Up to and including the line with "output of earlier", copy the records below exactly from their first line.

----

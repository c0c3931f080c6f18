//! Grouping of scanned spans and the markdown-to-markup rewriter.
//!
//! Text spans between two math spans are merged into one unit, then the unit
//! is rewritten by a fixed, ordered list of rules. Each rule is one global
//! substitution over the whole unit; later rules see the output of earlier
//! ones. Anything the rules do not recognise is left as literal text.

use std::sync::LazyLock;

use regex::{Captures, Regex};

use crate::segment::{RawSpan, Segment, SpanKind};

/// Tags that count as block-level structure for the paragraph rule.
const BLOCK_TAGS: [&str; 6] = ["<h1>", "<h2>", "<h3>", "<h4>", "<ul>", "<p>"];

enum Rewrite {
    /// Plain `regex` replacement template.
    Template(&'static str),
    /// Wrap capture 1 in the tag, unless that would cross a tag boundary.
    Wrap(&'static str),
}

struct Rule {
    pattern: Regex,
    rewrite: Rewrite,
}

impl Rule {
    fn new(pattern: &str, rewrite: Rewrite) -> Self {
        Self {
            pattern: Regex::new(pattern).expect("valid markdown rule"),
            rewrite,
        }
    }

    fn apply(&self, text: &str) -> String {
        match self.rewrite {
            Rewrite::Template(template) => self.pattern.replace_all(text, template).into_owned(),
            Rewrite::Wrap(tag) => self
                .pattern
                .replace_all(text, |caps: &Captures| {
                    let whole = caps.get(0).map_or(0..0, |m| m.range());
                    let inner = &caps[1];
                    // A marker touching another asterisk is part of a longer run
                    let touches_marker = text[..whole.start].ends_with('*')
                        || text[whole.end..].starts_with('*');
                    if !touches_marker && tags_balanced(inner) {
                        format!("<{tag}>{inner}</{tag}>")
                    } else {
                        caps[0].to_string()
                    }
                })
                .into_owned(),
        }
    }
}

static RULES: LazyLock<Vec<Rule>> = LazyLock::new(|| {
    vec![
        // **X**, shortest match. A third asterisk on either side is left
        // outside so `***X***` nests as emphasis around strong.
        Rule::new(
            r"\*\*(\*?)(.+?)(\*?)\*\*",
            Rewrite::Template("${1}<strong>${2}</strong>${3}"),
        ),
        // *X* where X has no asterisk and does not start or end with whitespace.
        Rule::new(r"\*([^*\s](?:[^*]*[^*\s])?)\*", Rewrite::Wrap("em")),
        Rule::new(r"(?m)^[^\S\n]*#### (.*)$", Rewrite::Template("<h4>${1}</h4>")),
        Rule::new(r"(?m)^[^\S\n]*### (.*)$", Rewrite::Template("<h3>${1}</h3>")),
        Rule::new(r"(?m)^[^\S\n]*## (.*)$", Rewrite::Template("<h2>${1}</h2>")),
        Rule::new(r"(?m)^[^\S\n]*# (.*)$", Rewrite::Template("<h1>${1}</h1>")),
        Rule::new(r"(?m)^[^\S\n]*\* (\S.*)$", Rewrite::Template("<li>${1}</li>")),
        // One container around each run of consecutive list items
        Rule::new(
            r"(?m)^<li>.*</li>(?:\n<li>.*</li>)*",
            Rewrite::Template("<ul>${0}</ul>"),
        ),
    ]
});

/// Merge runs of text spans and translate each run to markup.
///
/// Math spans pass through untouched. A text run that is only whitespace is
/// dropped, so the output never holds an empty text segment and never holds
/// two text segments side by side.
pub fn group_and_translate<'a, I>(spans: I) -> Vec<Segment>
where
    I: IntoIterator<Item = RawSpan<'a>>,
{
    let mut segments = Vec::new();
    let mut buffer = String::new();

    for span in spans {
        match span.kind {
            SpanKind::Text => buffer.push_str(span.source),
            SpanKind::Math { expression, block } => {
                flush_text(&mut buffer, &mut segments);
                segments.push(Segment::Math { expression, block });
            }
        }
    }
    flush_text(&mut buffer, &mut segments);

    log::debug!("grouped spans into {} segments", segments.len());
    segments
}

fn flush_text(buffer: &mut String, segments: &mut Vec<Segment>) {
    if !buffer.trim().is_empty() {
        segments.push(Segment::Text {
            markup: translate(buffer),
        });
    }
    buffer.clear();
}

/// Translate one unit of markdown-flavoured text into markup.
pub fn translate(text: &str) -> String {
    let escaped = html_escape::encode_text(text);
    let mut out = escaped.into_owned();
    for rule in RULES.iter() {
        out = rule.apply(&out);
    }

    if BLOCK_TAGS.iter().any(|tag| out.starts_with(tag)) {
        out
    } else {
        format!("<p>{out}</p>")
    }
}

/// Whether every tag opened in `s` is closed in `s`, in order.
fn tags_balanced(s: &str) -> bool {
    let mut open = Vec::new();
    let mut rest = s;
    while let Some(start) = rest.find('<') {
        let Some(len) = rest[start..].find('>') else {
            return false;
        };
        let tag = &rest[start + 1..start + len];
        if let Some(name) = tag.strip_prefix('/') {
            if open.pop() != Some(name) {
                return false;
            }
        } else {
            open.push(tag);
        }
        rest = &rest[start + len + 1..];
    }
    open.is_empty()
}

----

Completed task
repository c0c3931f080c6f18
//! Grouping of scanned spans and the markdown-to-markup rewriter.
//!
//! Text spans between two math spans are merged into one unit, then the unit
//! is rewritten by a fixed, ordered list of rules. Each rule is one global
//! substitution over the whole unit; later rules see the output of earlier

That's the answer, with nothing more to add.